2. Once you have your project repository infrastructure set up, create a wiki page containing the design of a REST API for client-server communication. Having just created a REST API for the SensorBase, which is itself a "simple client-server system", I can heartily recommend this approach to exploring the requirements for your system. Basically, start asking yourself what the "resources" are in your application, and how the clients will manipulate these resources on the server. At this point, you don't worry too much about the specific look-and-feel of the interface; you're more focussed on the essential information instances and their structure. Of course, you can and should get feedback from your sponsors about your proposed set of resources and the operations available upon them. Having this API specification available makes getting into coding a breeze, as I discovered yesterday. I previously posted a few links that I found useful in learning about REST.

3. Once you feel comfortable with your API and thus understand what resources exist and how they are manipulated, create a mockup of the user interface. This helps you figure out what user interface you need, and what technology you might want to use---GWT, Ruby on Rails, plain old Java, or even .NET. Since REST is an architectural "style", not a technology, your work defining the API will not be wasted regardless of what user interface infrastructure you choose.

4. Apply the project management and quality assurance skills you learned in 613. Create unit tests and monitor your coverage. Associate each SVN commit with an Issue so that your issue list also constitutes a complete Change Log. Create intermediate milestones that you review with your sponsor. Request code reviews from fellow CSDL members. Maintain an Engineering Log with regular entries, and encourage your sponsors to read it so that they know what you're thinking about and the problems you are encountering. Use static and dynamic analysis tools to automate quality assurance whenever possible; for example, if you are programming in Java, use Checkstyle, PMD, FindBugs, and the Eclipse warnings utility.

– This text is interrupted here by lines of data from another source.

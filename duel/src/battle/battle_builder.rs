use std::sync::Arc;

use anyhow::{
    Context,
    Result,
};
use duel_data::StatTable;
use duel_prng::{
    PseudoRandomNumberGenerator,
    RealPseudoRandomNumberGenerator,
};

use crate::{
    battle::{
        Battle,
        BattleOptions,
        Field,
        Mon,
        MoveSlot,
        Side,
        calculations::calculate_stats,
    },
    common::Id,
    conditions,
    decision::{
        DecisionMaker,
        FirstChoiceDecisionMaker,
    },
    dex::Dex,
    effect::EffectMap,
    error::general_error,
    teams::{
        MonData,
        TeamData,
    },
};

const DEFAULT_EV: u16 = 85;
const DEFAULT_IV: u16 = 31;
const NO_ABILITY: Id = Id::from_known("noability");

/// Builds a [`Battle`] from two teams.
pub struct BattleBuilder {
    options: BattleOptions,
    teams: [Option<(String, TeamData)>; 2],
    decision_makers: [Option<Box<dyn DecisionMaker>>; 2],
    prng: Option<Box<dyn PseudoRandomNumberGenerator>>,
    invalid_side: Option<usize>,
}

impl BattleBuilder {
    pub fn new(options: BattleOptions) -> Self {
        Self {
            options,
            teams: [None, None],
            decision_makers: [None, None],
            prng: None,
            invalid_side: None,
        }
    }

    /// Sets the team for a side.
    pub fn with_team(mut self, side: usize, name: &str, team: TeamData) -> Self {
        match self.teams.get_mut(side) {
            Some(slot) => *slot = Some((name.to_owned(), team)),
            None => self.invalid_side = Some(side),
        }
        self
    }

    /// Sets the decision maker for a side.
    ///
    /// Sides without one always pick their first legal choice.
    pub fn with_decision_maker(mut self, side: usize, decision_maker: Box<dyn DecisionMaker>) -> Self {
        match self.decision_makers.get_mut(side) {
            Some(slot) => *slot = Some(decision_maker),
            None => self.invalid_side = Some(side),
        }
        self
    }

    /// Overrides the random number generator, which otherwise comes from the seed in the
    /// options.
    pub fn with_prng(mut self, prng: Box<dyn PseudoRandomNumberGenerator>) -> Self {
        self.prng = Some(prng);
        self
    }

    pub fn build(self, dex: Arc<Dex>) -> Result<Battle> {
        if let Some(side) = self.invalid_side {
            return Err(general_error(format!("side {side} does not exist")));
        }
        let [team_0, team_1] = self.teams;
        let side_0 = build_side(&dex, 0, team_0)?;
        let side_1 = build_side(&dex, 1, team_1)?;
        let prng = self
            .prng
            .unwrap_or_else(|| Box::new(RealPseudoRandomNumberGenerator::new(self.options.seed)));
        let decision_makers = self.decision_makers.map(|decision_maker| {
            decision_maker
                .unwrap_or_else(|| Box::new(FirstChoiceDecisionMaker) as Box<dyn DecisionMaker>)
        });
        Ok(Battle::new(
            Field::new([side_0, side_1]),
            dex,
            self.options,
            prng,
            decision_makers,
        ))
    }
}

fn build_side(dex: &Dex, side: usize, team: Option<(String, TeamData)>) -> Result<Side> {
    let (name, team) = team.ok_or_else(|| general_error(format!("side {side} has no team")))?;
    if team.members.is_empty() {
        return Err(general_error(format!("team for side {side} is empty")));
    }
    let mons = team
        .members
        .iter()
        .enumerate()
        .map(|(position, data)| {
            build_mon(dex, side, position, data)
                .with_context(|| format!("invalid mon at position {position} of side {side}"))
        })
        .collect::<Result<Vec<_>>>()?;
    Ok(Side::new(side, name, mons))
}

pub(crate) fn build_mon(dex: &Dex, side: usize, position: usize, data: &MonData) -> Result<Mon> {
    let species = dex.species(&Id::from(data.species.as_str()))?;
    let ivs = data
        .ivs
        .clone()
        .unwrap_or_else(|| StatTable::uniform(DEFAULT_IV));
    let evs = data
        .evs
        .clone()
        .unwrap_or_else(|| StatTable::uniform(DEFAULT_EV));
    let stats = calculate_stats(&species.base_stats, &ivs, &evs, data.level);
    let max_hp = species.max_hp.unwrap_or(stats.hp);
    let hp = data.hp.map_or(max_hp, |hp| hp.min(max_hp));

    let moves = data
        .moves
        .iter()
        .map(|name| {
            let id = Id::from(name.as_str());
            let move_data = dex.move_data(&id)?;
            Ok(MoveSlot {
                id,
                name: move_data.name,
                pp: move_data.pp,
                max_pp: move_data.pp,
            })
        })
        .collect::<Result<Vec<_>>>()?;
    if moves.is_empty() {
        return Err(general_error(format!("{} has no moves", species.name)));
    }

    let ability = data
        .ability
        .as_deref()
        .or(species.abilities.first().map(|ability| ability.as_str()))
        .map_or(NO_ABILITY, Id::from);
    let name = if data.name.is_empty() {
        species.name.clone()
    } else {
        data.name.clone()
    };
    // A pre-set status waits on the Mon until it switches in, like a status picked up earlier.
    let stashed_status = data
        .status
        .filter(|_| hp > 0)
        .map(conditions::status_effect);

    Ok(Mon {
        name,
        species: Id::from(species.name.as_str()),
        side,
        position,
        level: data.level,
        types: species.types(),
        stats,
        max_hp,
        hp,
        boosts: data.boosts.clone(),
        status: data.status.filter(|_| hp > 0),
        active: false,
        moves,
        ability,
        item: data.item.as_deref().map(Id::from),
        effects: EffectMap::new(),
        stashed_status,
        must_switch: false,
        last_move: None,
        active_turns: 0,
    })
}

#[cfg(test)]
mod battle_builder_test {
    use std::sync::Arc;

    use duel_data::{
        StatTable,
        Status,
    };
    use pretty_assertions::assert_eq;

    use crate::{
        battle::{
            BattleBuilder,
            BattleOptions,
            MonHandle,
        },
        dex::Dex,
        teams::{
            MonData,
            TeamData,
        },
    };

    fn team(members: Vec<MonData>) -> TeamData {
        TeamData { members }
    }

    #[test]
    fn builds_mons_with_default_spread() {
        let dex = Arc::new(Dex::embedded().unwrap());
        let battle = BattleBuilder::new(BattleOptions::default())
            .with_team(0, "Player 1", team(vec![MonData::new("Vaporeon", &["Scald"])]))
            .with_team(1, "Player 2", team(vec![MonData::new("Flareon", &["Flamethrower"])]))
            .build(dex)
            .unwrap();
        let mon = battle.mon(MonHandle::new(0, 0)).unwrap();
        assert_eq!(mon.name, "Vaporeon");
        assert_eq!(mon.level, 100);
        assert_eq!(mon.ability.as_str(), "waterabsorb");
        // 31 IVs and 85 EVs.
        assert_eq!(mon.max_hp, 422);
        assert_eq!(mon.hp, 422);
        assert_eq!(mon.moves[0].name, "Scald");
    }

    #[test]
    fn keeps_supplied_state() {
        let dex = Arc::new(Dex::embedded().unwrap());
        let mut vaporeon = MonData::new("Vaporeon", &["Scald"]);
        vaporeon.evs = Some(StatTable::default());
        vaporeon.hp = Some(1000);
        vaporeon.status = Some(Status::Burn);
        let battle = BattleBuilder::new(BattleOptions::default())
            .with_team(0, "Player 1", team(vec![vaporeon]))
            .with_team(1, "Player 2", team(vec![MonData::new("Flareon", &["Flamethrower"])]))
            .build(dex)
            .unwrap();
        let mon = battle.mon(MonHandle::new(0, 0)).unwrap();
        assert_eq!(mon.max_hp, 401);
        assert_eq!(mon.hp, 401);
        assert_eq!(mon.status, Some(Status::Burn));
    }

    #[test]
    fn fails_for_unknown_species_or_missing_team() {
        let dex = Arc::new(Dex::embedded().unwrap());
        let unknown_species = BattleBuilder::new(BattleOptions::default())
            .with_team(0, "Player 1", team(vec![MonData::new("Missingno", &["Scald"])]))
            .with_team(1, "Player 2", team(vec![MonData::new("Flareon", &["Flamethrower"])]))
            .build(dex.clone());
        assert_eq!(
            unknown_species.err().map(|error| format!("{error:#}")),
            Some("invalid mon at position 0 of side 0: species missingno not found".to_owned())
        );

        let missing_team = BattleBuilder::new(BattleOptions::default())
            .with_team(0, "Player 1", team(vec![MonData::new("Vaporeon", &["Scald"])]))
            .build(dex);
        assert_eq!(
            missing_team.err().map(|error| error.to_string()),
            Some("side 1 has no team".to_owned())
        );
    }
}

5. Finally, be confident in your ability to learn what is required to successfully complete this project. A common project risk factor is developers who feel insecure about not knowing everything they need to know about the application domain in advance, and as a result try to "hide" that fact from their sponsors. In any interesting development project, there are going to be things you don't know in advance, and paths you follow that turn out to be wrong and require backtracking. The goal of software engineering practices is to make those risks obvious, and put in place mechanisms to discover the wrong paths as fast as possible. You will make mistakes along the way. Everyone does, we're only human.

I hope that you will have the experience Pavel had when instituting these same kinds of practices for his bioinformatics RAship. He told me that his sponsor was delighted by his use of Google Projects and an Engineering Log to make his work more visible and accessible. I would love to see a similar outcome for you in this project.